Tobias Jungel tobias.jungel at bisdn.de
Wed Dec 2 07:15:38 PST 2015


On Mi, 2015-12-02 at 15:21 +0100, Thomas Haller wrote:
> On Thu, 2015-11-26 at 16:47 +0100, Tobias Jungel wrote:
> > notifications from the kernel regarding vlan ids are now handled
> > ---
> >  lib/route/link.c        | 12 +++-----
> >  lib/route/link/bridge.c | 82
> > ++++++++++++++++++++++++++++++++++++++++++++-----
> >  2 files changed, 78 insertions(+), 16 deletions(-)
> 
> Hi Tobias,
> 
> 
> 
> before your patch, there were three implementations of ao_af_parse:
> 
>   lib/route/link/bridge.c:     .ao_parse_af             =
> &bridge_parse_af,
>   lib/route/link/inet.c:  .ao_parse_af             = &inet_parse_af,
>   lib/route/link/inet6.c: .ao_parse_af             =
> &inet6_parse_protinfo,
> 
> and two callers in lib/route/link.c:
>   parse_af_spec_unspec()
>   parse_af_spec_bridge()
> 
> 
> with the change:
> 
> -    .ao_parse_af             = &bridge_parse_af,
> +    .ao_parse_af_full        = &bridge_parse_af,
> 
> 
> parse_af_spec_unspec() can no longer parse AF_BRIDGE as a nested
> attribute (AF_BRIDGE can then only be parsed as top-level attribute
> via
> parse_af_spec_bridge()).
> Is parsing AF_BRIDGE as nested in parse_af_spec_unspec() not
> necessary?

No, its not necessary.

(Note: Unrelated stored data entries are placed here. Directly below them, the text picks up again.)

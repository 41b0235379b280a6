//! Framework-agnostic core of the invite page.
//!
//! Everything here is plain data and pure functions plus two small async
//! seams ([`fetch::MetadataSource`] and [`redirect::Navigator`]) so that the
//! Dioxus frontends only have to provide thin platform adapters.

pub mod config;
pub mod fetch;
pub mod format;
pub mod game_info;
pub mod invite;
pub mod links;
pub mod meta;
pub mod redirect;
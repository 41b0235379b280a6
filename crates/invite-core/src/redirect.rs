//! Delayed one-shot deep-link redirect.
//!
//! [`redirect_after`] is an ordinary future: it is cancelled by dropping
//! it. Frontends run it in a task owned by the view so that unmounting the
//! view, or replacing the deep link, clears the pending timer.

use std::future::Future;

use thiserror::Error;

/// The browser refused to change location.
#[derive(Debug, Clone, PartialEq, Eq, Error)]
#[error("navigation to {uri} failed: {reason}")]
pub struct NavigationError {
    pub uri: String,
    pub reason: String,
}

/// Points the page at a new URI (`window.location.href = uri` on the web).
pub trait Navigator {
    fn navigate(&self, uri: &str) -> Result<(), NavigationError>;
}

/// Wait `delay_ms`, then navigate to `uri` exactly once.
///
/// `sleep_ms` is a platform sleep (`gloo_timers` on the web,
/// `tokio::time::sleep` in tests). Whether the native handler actually
/// accepted the URI is not observable.
pub async fn redirect_after<N, F, Fut>(
    uri: &str,
    delay_ms: u64,
    sleep_ms: F,
    navigator: &N,
) -> Result<(), NavigationError>
where
    N: Navigator + ?Sized,
    F: FnOnce(u64) -> Fut,
    Fut: Future<Output = ()>,
{
    sleep_ms(delay_ms).await;
    tracing::debug!(uri, "Attempting deep-link redirect");
    navigator.navigate(uri).inspect_err(|e| {
        tracing::warn!(error = %e, "Deep-link redirect failed");
    })
}
#[cfg(test)]
mod tests {
    use std::cell::RefCell;
    use std::sync::Arc;
    use std::sync::atomic::{AtomicUsize, Ordering};

    use tracing::{Event, Level, Subscriber};
    use tracing_subscriber::layer::{Context, Layer, SubscriberExt};

    use super::*;
    use crate::game_info::{GameDetails, UNKNOWN_NAME};

    /// In-memory source returning a canned response.
    struct StubSource {
        response: Result<GameInfo, FetchError>,
        requests: RefCell<Vec<String>>,
    }

    impl StubSource {
        fn new(response: Result<GameInfo, FetchError>) -> Self {
            Self {
                response,
                requests: RefCell::new(Vec::new()),
            }
        }
    }

    impl MetadataSource for StubSource {
        async fn fetch_game_info(&self, place_id: &str) -> Result<GameInfo, FetchError> {
            self.requests.borrow_mut().push(place_id.to_string());
            self.response.clone()
        }
    }

    /// Counts `ERROR` events.
    #[derive(Clone, Default)]
    struct ErrorCounter(Arc<AtomicUsize>);

    impl<S: Subscriber> Layer<S> for ErrorCounter {
        fn on_event(&self, event: &Event<'_>, _ctx: Context<'_, S>) {
            if *event.metadata().level() == Level::ERROR {
                self.0.fetch_add(1, Ordering::SeqCst);
            }
        }
    }

    fn count_errors<T>(f: impl FnOnce() -> T) -> (T, usize) {
        let counter = ErrorCounter::default();
        let subscriber = tracing_subscriber::registry().with(counter.clone());
        let out = tracing::subscriber::with_default(subscriber, f);
        (out, counter.0.load(Ordering::SeqCst))
    }

    fn foo_info() -> GameInfo {
        GameInfo {
            thumbnail: Some("x".into()),
            details: Some(GameDetails {
                name: Some("Foo".into()),
                description: Some("bar".into()),
                visits: Some(1234),
                ..GameDetails::default()
            }),
        }
    }

    fn state_for(place: Option<&str>, instance: Option<&str>) -> InviteState {
        InviteState::new(InviteParams::new(place, instance), &LinkConfig::default())
    }

    // -- query parsing -------------------------------------------------------

    #[test]
    fn parse_query() {
        let params = InviteParams::from_query("?placeId=123&gameInstanceId=abc-1");
        assert_eq!(params.place_id.as_deref(), Some("123"));
        assert_eq!(params.game_instance_id.as_deref(), Some("abc-1"));

        let params = InviteParams::from_query("placeId=1%202&other=x");
        assert_eq!(params.place_id.as_deref(), Some("1 2"));
        assert_eq!(params.game_instance_id, None);
    }

    #[test]
    fn parse_query_first_occurrence_and_empties() {
        let params = InviteParams::from_query("?placeId=1&placeId=2");
        assert_eq!(params.place_id.as_deref(), Some("1"));

        // An empty first value still wins and counts as missing.
        let params = InviteParams::from_query("?placeId=&placeId=2&gameInstanceId=");
        assert_eq!(params, InviteParams::default());

        assert_eq!(InviteParams::from_query(""), InviteParams::default());
    }

    // -- derived links -------------------------------------------------------

    #[test]
    fn new_state_derives_links() {
        let state = state_for(Some("123"), Some("7"));
        assert_eq!(
            state.deep_link.as_deref(),
            Some("roblox://experiences/start?placeId=123&gameInstanceId=7")
        );
        assert_eq!(
            state.web_fallback.as_deref(),
            Some("https://www.roblox.com/games/123")
        );
        assert_eq!(state.metadata, MetadataState::Unloaded);
        assert_eq!(state.redirect, RedirectState::Pending);
        assert_eq!(state.info.display_name(), UNKNOWN_NAME);
    }

    // -- metadata loading ----------------------------------------------------

    #[test]
    fn fetch_success_replaces_info() {
        let source = StubSource::new(Ok(foo_info()));
        let mut state = state_for(Some("123"), None);

        let (changed, errors) =
            count_errors(|| tokio_test::block_on(load_metadata(&mut state, &source)));

        assert!(changed);
        assert_eq!(errors, 0);
        assert_eq!(state.metadata, MetadataState::Loaded);
        assert_eq!(state.info.display_name(), "Foo");
        assert_eq!(state.info.image_url(), Some("x"));
        assert_eq!(*source.requests.borrow(), ["123"]);
    }

    #[test]
    fn fetch_failure_resets_to_defaults() {
        let source = StubSource::new(Err(FetchError::Network("connection refused".into())));
        let mut state = state_for(Some("123"), None);
        state.info = foo_info();

        let (changed, errors) =
            count_errors(|| tokio_test::block_on(load_metadata(&mut state, &source)));

        assert!(changed);
        assert_eq!(errors, 1);
        assert_eq!(state.metadata, MetadataState::Loaded);
        assert_eq!(state.info.display_name(), UNKNOWN_NAME);
        assert_eq!(state.info.thumbnail, None);
        assert_eq!(state.info.details, None);
    }

    #[test]
    fn status_and_decode_failures_are_handled_alike() {
        for err in [FetchError::Status(500), FetchError::Decode("eof".into())] {
            let source = StubSource::new(Err(err));
            let mut state = state_for(Some("9"), None);
            assert!(tokio_test::block_on(load_metadata(&mut state, &source)));
            assert_eq!(state.info, GameInfo::default());
        }
    }

    #[test]
    fn missing_place_issues_no_request() {
        let source = StubSource::new(Ok(foo_info()));
        let mut state = state_for(None, Some("7"));

        assert!(state.missing_place());
        assert!(!tokio_test::block_on(load_metadata(&mut state, &source)));
        assert!(source.requests.borrow().is_empty());
        assert_eq!(state.metadata, MetadataState::Unloaded);
        assert_eq!(state.deep_link, None);
        assert_eq!(state.web_fallback, None);
    }

    #[test]
    fn loads_once_per_place() {
        let source = StubSource::new(Ok(foo_info()));
        let mut state = state_for(Some("1"), None);

        tokio_test::block_on(async {
            assert!(load_metadata(&mut state, &source).await);
            assert!(!load_metadata(&mut state, &source).await);
        });
        assert_eq!(source.requests.borrow().len(), 1);
    }

    #[test]
    fn new_place_triggers_new_fetch() {
        let source = StubSource::new(Ok(foo_info()));
        let links = LinkConfig::default();
        let mut state = state_for(Some("1"), None);
        tokio_test::block_on(load_metadata(&mut state, &source));

        state.set_params(InviteParams::new(Some("2"), None), &links);
        assert_eq!(state.metadata, MetadataState::Unloaded);
        assert_eq!(state.info, GameInfo::default());

        tokio_test::block_on(load_metadata(&mut state, &source));
        assert_eq!(*source.requests.borrow(), ["1", "2"]);
    }

    #[test]
    fn stale_result_is_ignored() {
        let links = LinkConfig::default();
        let mut state = state_for(Some("1"), None);
        let stale = state.begin_load().unwrap();

        state.set_params(InviteParams::new(Some("2"), None), &links);
        let current = state.begin_load().unwrap();
        assert_eq!(current.place_id, "2");

        assert!(!state.apply_load(stale, Ok(foo_info())));
        assert_eq!(state.metadata, MetadataState::Loading);
        assert_eq!(state.info, GameInfo::default());

        assert!(state.apply_load(current, Err(FetchError::Status(404))));
        assert_eq!(state.metadata, MetadataState::Loaded);
    }

    #[test]
    fn begin_load_only_from_unloaded() {
        let mut state = state_for(Some("1"), None);
        assert!(state.begin_load().is_some());
        assert_eq!(state.metadata, MetadataState::Loading);
        assert!(state.begin_load().is_none());
    }

    // -- redirect ------------------------------------------------------------

    #[test]
    fn redirect_is_pending_once() {
        let mut state = state_for(Some("1"), None);
        assert_eq!(
            state.pending_redirect(),
            Some("roblox://experiences/start?placeId=1")
        );
        state.mark_redirect_attempted();
        assert_eq!(state.pending_redirect(), None);
    }

    #[test]
    fn no_redirect_without_place() {
        let state = state_for(None, None);
        assert_eq!(state.pending_redirect(), None);
    }

    #[test]
    fn changed_instance_rearms_redirect_but_keeps_info() {
        let links = LinkConfig::default();
        let source = StubSource::new(Ok(foo_info()));
        let mut state = state_for(Some("1"), None);
        tokio_test::block_on(load_metadata(&mut state, &source));
        state.mark_redirect_attempted();

        state.set_params(InviteParams::new(Some("1"), Some("9")), &links);
        assert_eq!(state.redirect, RedirectState::Pending);
        assert_eq!(state.metadata, MetadataState::Loaded);
        assert_eq!(state.info.display_name(), "Foo");
        assert!(state.pending_redirect().unwrap().contains("gameInstanceId=9"));

        // Same params again: nothing re-armed.
        state.mark_redirect_attempted();
        state.set_params(InviteParams::new(Some("1"), Some("9")), &links);
        assert_eq!(state.redirect, RedirectState::Attempted);
    }
}
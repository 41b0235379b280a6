//! Invite screen: join status, game card, manual links.

use dioxus::prelude::*;
use invite_core::invite::{InviteState, MetadataState, RedirectState};

use crate::components::game_card::GameCard;

#[component]
pub fn InviteScreen(state: Signal<InviteState>) -> Element {
    let st = state.read();

    rsx! {
        main { class: "min-h-[60vh] flex items-center justify-center p-6",
            div { class: "max-w-2xl w-full text-center",
                h1 { class: "text-xl mb-3", "Joining game..." }

                match st.params.place_id.as_deref() {
                    None => rsx! { MissingPlace {} },
                    Some(place_id) => {
                        let instance = st.params.game_instance_id.clone();
                        let loading = st.metadata != MetadataState::Loaded;
                        rsx! {
                            GameCard { info: st.info.clone(), loading }

                            p { class: "mb-3",
                                "We're attempting to open Roblox for place "
                                strong { "{place_id}" }
                                if let Some(instance) = instance {
                                    " in instance "
                                    strong { "{instance}" }
                                    "."
                                } else {
                                    "."
                                }
                            }

                            p { class: "mb-2",
                                "If your browser doesn't open Roblox automatically, use one of the links below."
                            }

                            div { class: "flex flex-wrap justify-center gap-3",
                                if let Some(uri) = st.deep_link.clone() {
                                    a {
                                        class: "inline-block px-4 py-2 bg-blue-600 text-white font-semibold rounded-md hover:bg-blue-700 transition-colors",
                                        href: "{uri}",
                                        "Open in Roblox"
                                    }
                                }
                                if let Some(url) = st.web_fallback.clone() {
                                    a {
                                        class: "inline-block px-4 py-2 border border-gray-200 rounded-md text-gray-900 bg-white hover:bg-gray-50 transition-colors",
                                        href: "{url}",
                                        target: "_blank",
                                        rel: "noopener noreferrer",
                                        "Open on Roblox Website"
                                    }
                                }
                            }

                            if st.redirect == RedirectState::Attempted {
                                p { class: "mt-3 text-gray-500 text-sm",
                                    "If nothing happened after a moment, try clicking \"Open in Roblox\" above or check your browser's popup / external application settings."
                                }
                            }
                        }
                    }
                }
            }
        }
    }
}

#[component]
fn MissingPlace() -> Element {
    rsx! {
        div {
            p { class: "mb-3",
                "Missing required parameter "
                code { "placeId" }
                ". Make sure the invite link includes a "
                code { "?placeId=..." }
                " query parameter."
            }
        }
    }
}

The kernel nests bridge attributes directly in
AF_SPEC.

> I think you have to preserve the original
>   .ao_parse_af             = &bridge_parse_af,
> too.
> 

No, bridge_parse_af deals now with all nested attributes.

I had the discussion earlier with David, if we should
overload ao_parse_af or create separate call in this thread:

http://lists.infradead.org/pipermail/libnl/2015-November/002045.html


> 
> 
> 
> 
> Second:
> 
> 
> The patch "Handle family-based parsing of IFLA_AF_SPEC attribute"
> adds:
> 
> [1]
>        switch(family) {
>                 case AF_BRIDGE:
>                         err = parse_af_spec_bridge(link,
> tb[IFLA_AF_SPEC]);
>                         break;
>                 case AF_UNSPEC:
>                         err = parse_af_spec_unspec(link,
> tb[IFLA_AF_SPEC]);
>                         break;
> 
> thus making the link_msg_parser() aware of how to parse AF_BRIDGE.
> 
> 
> 
> At this point you can do one of two things:
> 
> (a) have parse_af_spec_bridge() call directly to bridge_parse_af()
> without
>     the intermediate step of introducing ao_parse_af_full().
>     You already *know* that you parse a AF_BRIDGE. There is no point
> in using
>     the virtual function table to invoke the bridge parser.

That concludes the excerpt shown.